Oswald commented, “At this stage in preparations, we have seen in all the client focused working groups that London 2012 is moving in the right direction in order to ensure that individuals attending the Games in a little over three years time will have a first class Olympic and Paralympic Games experience. I think LOCOG and its partners deserve credit for the detail and quality of their work, which is also helping to make sure that the Games deliver as much value for money as possible in these economically challenging times.”
He added, “We also heard from LOCOG that it has had good success on the commercial front and has generated just under GBP 500 million worth of sponsorship revenue. This is an important position to be in with the current global financial difficulties and it once again underlines the strength of the Olympic brand.”

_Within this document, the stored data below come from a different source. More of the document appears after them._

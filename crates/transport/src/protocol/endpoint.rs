//! Where a connection points to.
//!
//! An [`Endpoint`] is either assembled from explicit parts or parsed from a base url.
//! The scheme decides `secure`, and a missing port falls back to 80 or 443 so that
//! `secure` and `port` stay consistent unless [`Endpoint::with_port`] overrides it.

use url::Url;

use crate::protocol::HttpError;

pub const HTTP_PORT: u16 = 80;
pub const HTTPS_PORT: u16 = 443;

#[derive(Debug, Clone, PartialEq, Eq)]
pub struct Endpoint {
    host: String,
    port: u16,
    secure: bool,
    base_path: String,
}

impl Endpoint {
    pub fn new<H: Into<String>>(host: H, port: Option<u16>, secure: bool) -> Self {
        let port = port.unwrap_or(if secure { HTTPS_PORT } else { HTTP_PORT });
        Self { host: host.into(), port, secure, base_path: String::new() }
    }

    /// Parses `http(s)://host[:port][/base/path]`.
    pub fn from_url(url: &str) -> Result<Self, HttpError> {
        let parsed = Url::parse(url).map_err(|e| HttpError::invalid_url(url, e))?;

        let secure = match parsed.scheme() {
            "http" => false,
            "https" => true,
            scheme => return Err(HttpError::invalid_url(url, format!("invalid scheme: {scheme}"))),
        };

        let host = parsed.host_str().ok_or_else(|| HttpError::invalid_url(url, "missing host"))?;
        let port = parsed.port_or_known_default().unwrap_or(if secure { HTTPS_PORT } else { HTTP_PORT });
        let base_path = parsed.path().trim_end_matches('/').to_string();

        Ok(Self { host: host.to_string(), port, secure, base_path })
    }

    #[must_use]
    pub fn with_port(mut self, port: u16) -> Self {
        self.port = port;
        self
    }

    #[must_use]
    pub fn with_base_path<P: Into<String>>(mut self, base_path: P) -> Self {
        self.base_path = base_path.into().trim_end_matches('/').to_string();
        self
    }

    pub fn host(&self) -> &str {
        &self.host
    }

    pub fn port(&self) -> u16 {
        self.port
    }

    pub fn is_secure(&self) -> bool {
        self.secure
    }

    /// Path prefix prepended to every action, without a trailing slash.
    pub fn base_path(&self) -> &str {
        &self.base_path
    }

    pub fn is_default_port(&self) -> bool {
        matches!(self.port, HTTP_PORT | HTTPS_PORT)
    }

    /// Value of the `Host` header: the port is only spelled out when it is not 80/443.
    pub fn host_header(&self) -> String {
        if self.is_default_port() { self.host.clone() } else { format!("{}:{}", self.host, self.port) }
    }

    pub fn scheme(&self) -> &'static str {
        if self.secure { "https" } else { "http" }
    }
}

#[cfg(test)]
mod tests {
    use super::*;

    #[test]
    fn default_ports_follow_security() {
        assert_eq!(Endpoint::new("example.com", None, true).port(), 443);
        assert_eq!(Endpoint::new("example.com", None, false).port(), 80);
        assert_eq!(Endpoint::new("example.com", Some(8080), true).port(), 8080);
    }

    #[test]
    fn parse_https_url() {
        let endpoint = Endpoint::from_url("https://storage.example.com/v1/AUTH_test/").unwrap();
        assert_eq!(endpoint.host(), "storage.example.com");
        assert_eq!(endpoint.port(), 443);
        assert!(endpoint.is_secure());
        assert_eq!(endpoint.base_path(), "/v1/AUTH_test");
    }

    #[test]
    fn parse_http_url_with_port() {
        let endpoint = Endpoint::from_url("http://127.0.0.1:8773/services/Cloud").unwrap();
        assert_eq!(endpoint.host(), "127.0.0.1");
        assert_eq!(endpoint.port(), 8773);
        assert!(!endpoint.is_secure());
        assert_eq!(endpoint.base_path(), "/services/Cloud");
        assert_eq!(endpoint.host_header(), "127.0.0.1:8773");
    }

    #[test]
    fn root_path_is_empty() {
        let endpoint = Endpoint::from_url("http://example.com").unwrap();
        assert_eq!(endpoint.base_path(), "");
        assert_eq!(endpoint.host_header(), "example.com");
    }

    #[test]
    fn reject_unknown_scheme() {
        let err = Endpoint::from_url("ftp://example.com/file").unwrap_err();
        assert!(matches!(err, HttpError::InvalidUrl { .. }));

        let err = Endpoint::from_url("not a url").unwrap_err();
        assert!(matches!(err, HttpError::InvalidUrl { .. }));
    }

    #[test]
    fn port_override_keeps_scheme() {
        let endpoint = Endpoint::from_url("https://example.com").unwrap().with_port(80);
        assert!(endpoint.is_secure());
        assert_eq!(endpoint.port(), 80);
    }
}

Sebastian Coe, Chairman of London 2012 commented, “The IOC are our partners in delivering the Olympic Games. They are experts. So we gain valuable insight and knowledge from them each time they visit.
I’m obviously delighted that they are impressed with the progress we are making. This is a vast and complex project, with no room for complacency, but we are on track and on budget, and have a very strong and talented team of people working hard to make sure we deliver an Olympic and Paralympic Games which the whole country can be proud of in 2012.”
Some of the Commission members also visited the Eton Dorney rowing venue during their stay and were impressed with the quality of the venue, as well as the sub-village for the rowing athletes at Royal Holloway College. The next visit of the full Coordination Commission to London will be in November 2009.